También se habla de reformas monetarias. En esos periodos, el dinero podía perder valor de un día para otro, así que convertirlo en oro y esconderlo era, en cierto modo, una apuesta más segura.

No importaba el valor de las monedas, sino el material

Hay otro detalle que ha llamado la atención de los especialistas y que ayuda a entender mejor la intención de quien lo escondió. No parecía importar demasiado el valor nominal de cada moneda. Es decir, si eran de 5, 10 o 100 unidades no era lo relevante. Lo importante era que estaban hechas de oro. Eso refuerza la idea de que no se trataba de una simple colección o de algo guardado por afición. Era, más bien, una reserva de valor. Algo pensado para proteger riqueza en caso de que todo lo demás fallara, pero por alguna razón, esa persona nunca regresó.

Un hallazgo con final (casi) feliz

A día de hoy, el misterio sigue abierto ya que no se sabe quién fue el dueño de este tesoro ni qué ocurrió exactamente para que quedara olvidado durante décadas en ese lugar. Lo que sí se sabe es qué pasará ahora, con el conjunto que  será conservado y expuesto al público, permitiendo que cualquiera pueda ver de cerca estas monedas y objetos que han permanecido ocultos tanto tiempo.

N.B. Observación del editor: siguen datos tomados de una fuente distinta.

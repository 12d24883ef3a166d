//! Two-tier image cache.
//!
//! # Architecture
//!
//! ```text
//! ┌───────────────────────────────────────────────────────┐
//! │                      ImageCache                        │
//! │                                                        │
//! │   add_to_cache() ──────┬──────────────────┐            │
//! │                        ▼                  ▼            │
//! │   get_from_memory() ┌─────────────┐  ┌─────────────┐   │
//! │         ──────────▶ │ MemoryCache │  │  DiskCache  │   │
//! │                     │ (decoded)   │  │ (compressed)│   │
//! │   get_from_disk()   └─────────────┘  └─────────────┘   │
//! │         ─────────────────────────────────▲             │
//! └───────────────────────────────────────────────────────┘
//! ```
//!
//! The tiers are independent. A disk hit is not promoted into memory here;
//! the load task decides that.

use std::path::{Path, PathBuf};

use serde::Serialize;
use tracing::{debug, info, warn};

use super::disk::{DiskCache, DEFAULT_DISK_CACHE_CAPACITY};
use super::memory::{MemoryCache, PutOutcome, DEFAULT_MEMORY_CACHE_CAPACITY};
use super::CacheKey;
use crate::bitmap::{
    clamp_quality, CompressFormat, DecodedImage, ImageCodec, DEFAULT_COMPRESS_FORMAT,
    DEFAULT_COMPRESS_QUALITY,
};
use crate::error::CacheError;

/// Default namespace for decoded thumbnails.
pub const DEFAULT_CACHE_NAME: &str = "thumbs";

// =============================================================================
// Parameters
// =============================================================================

/// Configuration for one cache namespace.
///
/// Each namespace gets its own directory (`root/unique_name`) and its own
/// memory budget; two [`ImageCache`] instances must never share either.
#[derive(Debug, Clone)]
pub struct ImageCacheParams {
    /// Parent directory for all cache namespaces
    pub root: PathBuf,

    /// Namespace directory name under `root`
    pub unique_name: String,

    /// Memory tier capacity in bytes of decoded pixels
    pub memory_capacity: usize,

    /// Disk tier capacity in bytes of compressed data
    pub disk_capacity: u64,

    /// Format used to compress images for the disk tier
    pub compress_format: CompressFormat,

    /// JPEG quality (1-100)
    pub compress_quality: u8,

    pub memory_enabled: bool,
    pub disk_enabled: bool,

    /// Clear the disk tier when the cache is opened
    pub clear_disk_on_start: bool,
}

impl ImageCacheParams {
    /// Default parameters for namespace `unique_name` under `root`.
    pub fn new(root: impl Into<PathBuf>, unique_name: impl Into<String>) -> Self {
        Self {
            root: root.into(),
            unique_name: unique_name.into(),
            memory_capacity: DEFAULT_MEMORY_CACHE_CAPACITY,
            disk_capacity: DEFAULT_DISK_CACHE_CAPACITY,
            compress_format: DEFAULT_COMPRESS_FORMAT,
            compress_quality: DEFAULT_COMPRESS_QUALITY,
            memory_enabled: true,
            disk_enabled: true,
            clear_disk_on_start: false,
        }
    }

    pub fn with_memory_capacity(mut self, bytes: usize) -> Self {
        self.memory_capacity = bytes;
        self
    }

    pub fn with_disk_capacity(mut self, bytes: u64) -> Self {
        self.disk_capacity = bytes;
        self
    }

    pub fn with_compress_format(mut self, format: CompressFormat) -> Self {
        self.compress_format = format;
        self
    }

    /// Set the JPEG quality; clamped to 1-100.
    pub fn with_compress_quality(mut self, quality: u8) -> Self {
        self.compress_quality = clamp_quality(quality);
        self
    }

    pub fn with_memory_enabled(mut self, enabled: bool) -> Self {
        self.memory_enabled = enabled;
        self
    }

    pub fn with_disk_enabled(mut self, enabled: bool) -> Self {
        self.disk_enabled = enabled;
        self
    }

    pub fn with_clear_disk_on_start(mut self, clear: bool) -> Self {
        self.clear_disk_on_start = clear;
        self
    }

    /// Directory holding this namespace's disk tier.
    pub fn cache_dir(&self) -> PathBuf {
        self.root.join(&self.unique_name)
    }

    pub fn codec(&self) -> ImageCodec {
        ImageCodec::new(self.compress_format, self.compress_quality)
    }
}

// =============================================================================
// Statistics
// =============================================================================

/// Counters for one cache tier.
#[derive(Debug, Clone, Copy, Default, PartialEq, Eq, Serialize)]
pub struct TierStats {
    pub entries: usize,
    pub bytes: u64,
    pub capacity: u64,
    pub hits: u64,
    pub misses: u64,
}

/// Snapshot of both tiers. A disabled tier reports `None`.
#[derive(Debug, Clone, Copy, Default, PartialEq, Eq, Serialize)]
pub struct CacheStats {
    pub memory: Option<TierStats>,
    pub disk: Option<TierStats>,
}

// =============================================================================
// Image Cache
// =============================================================================

/// Memory and disk tiers for one namespace behind a single API.
///
/// Construct once per session and share by `Arc`; nothing here is global.
///
/// # Example
///
/// ```no_run
/// use thumbcache::cache::{CacheKey, ImageCache, ImageCacheParams};
///
/// let params = ImageCacheParams::new("/tmp/thumbcache", "thumbs")
///     .with_memory_capacity(8 * 1024 * 1024);
/// let cache = ImageCache::open(&params)?;
///
/// let key = CacheKey::from("https://example.com/cat.jpg");
/// if cache.get_from_memory(&key).is_none() {
///     // fall back to cache.get_from_disk(&key), then the network
/// }
/// # Ok::<(), thumbcache::error::CacheError>(())
/// ```
pub struct ImageCache {
    memory: Option<MemoryCache>,
    disk: Option<DiskCache>,
}

impl ImageCache {
    /// Open the tiers enabled in `params`.
    ///
    /// # Errors
    ///
    /// Returns an error if the disk tier is enabled and its directory cannot
    /// be created or read.
    pub fn open(params: &ImageCacheParams) -> Result<Self, CacheError> {
        let memory = params
            .memory_enabled
            .then(|| MemoryCache::with_capacity(params.memory_capacity));

        let disk = if params.disk_enabled {
            let disk =
                DiskCache::open_with_codec(params.cache_dir(), params.disk_capacity, params.codec())?;
            if params.clear_disk_on_start {
                disk.clear()?;
            }
            Some(disk)
        } else {
            None
        };

        info!(
            name = %params.unique_name,
            memory = ?params.memory_enabled.then_some(params.memory_capacity),
            disk = ?params.disk_enabled.then_some(params.disk_capacity),
            format = %params.compress_format,
            quality = params.compress_quality,
            "Image cache opened"
        );

        Ok(Self { memory, disk })
    }

    /// Build a cache from tiers constructed elsewhere.
    pub fn from_tiers(memory: Option<MemoryCache>, disk: Option<DiskCache>) -> Self {
        Self { memory, disk }
    }

    /// Store `image` in every enabled tier.
    ///
    /// Tier failures are logged and swallowed: a write that fails is simply
    /// not cached.
    pub fn add_to_cache(&self, key: &CacheKey, image: &DecodedImage) {
        if let Some(memory) = &self.memory {
            if memory.put(key.clone(), image.clone()) == PutOutcome::TooLarge {
                debug!(key = %key, bytes = image.byte_size(), "Not kept in memory cache");
            }
        }

        if let Some(disk) = &self.disk {
            if disk.contains(key) {
                return;
            }
            match disk.put(key, image) {
                Ok(_) => {}
                Err(e @ CacheError::CapacityExceeded { .. }) => {
                    debug!(key = %key, error = %e, "Not kept in disk cache");
                }
                Err(e) => warn!(key = %key, error = %e, "Disk cache write dropped"),
            }
        }
    }

    /// Look up the memory tier. Never blocks on I/O.
    pub fn get_from_memory(&self, key: &CacheKey) -> Option<DecodedImage> {
        self.memory.as_ref()?.get(key)
    }

    /// Look up the disk tier. Performs blocking file I/O.
    ///
    /// Read failures are reported as a miss.
    pub fn get_from_disk(&self, key: &CacheKey) -> Option<DecodedImage> {
        match self.disk.as_ref()?.get(key) {
            Ok(found) => found,
            Err(e) => {
                warn!(key = %key, error = %e, "Disk cache read failed, treating as miss");
                None
            }
        }
    }

    /// Empty both tiers.
    pub fn clear_caches(&self) -> Result<(), CacheError> {
        if let Some(memory) = &self.memory {
            memory.evict_all();
        }
        if let Some(disk) = &self.disk {
            disk.clear()?;
        }
        Ok(())
    }

    pub fn memory(&self) -> Option<&MemoryCache> {
        self.memory.as_ref()
    }

    pub fn disk(&self) -> Option<&DiskCache> {
        self.disk.as_ref()
    }

    pub fn disk_dir(&self) -> Option<&Path> {
        self.disk.as_ref().map(|d| d.directory())
    }

    pub fn stats(&self) -> CacheStats {
        CacheStats {
            memory: self.memory.as_ref().map(|m| TierStats {
                entries: m.len(),
                bytes: m.size() as u64,
                capacity: m.capacity() as u64,
                hits: m.hits(),
                misses: m.misses(),
            }),
            disk: self.disk.as_ref().map(|d| TierStats {
                entries: d.len(),
                bytes: d.size(),
                capacity: d.capacity(),
                hits: d.hits(),
                misses: d.misses(),
            }),
        }
    }
}

// =============================================================================
// Tests
// =============================================================================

Los dos excursionistas, por su parte, recibirán una recompensa equivalente al 10% del valor estimado, que supera los 330.000 dólares. Una cifra nada despreciable para algo que empezó como un paseo más. Y todo, por fijarse en una simple lata que, a primera vista, no tenía absolutamente nada especial pero que estaba llena de monedas.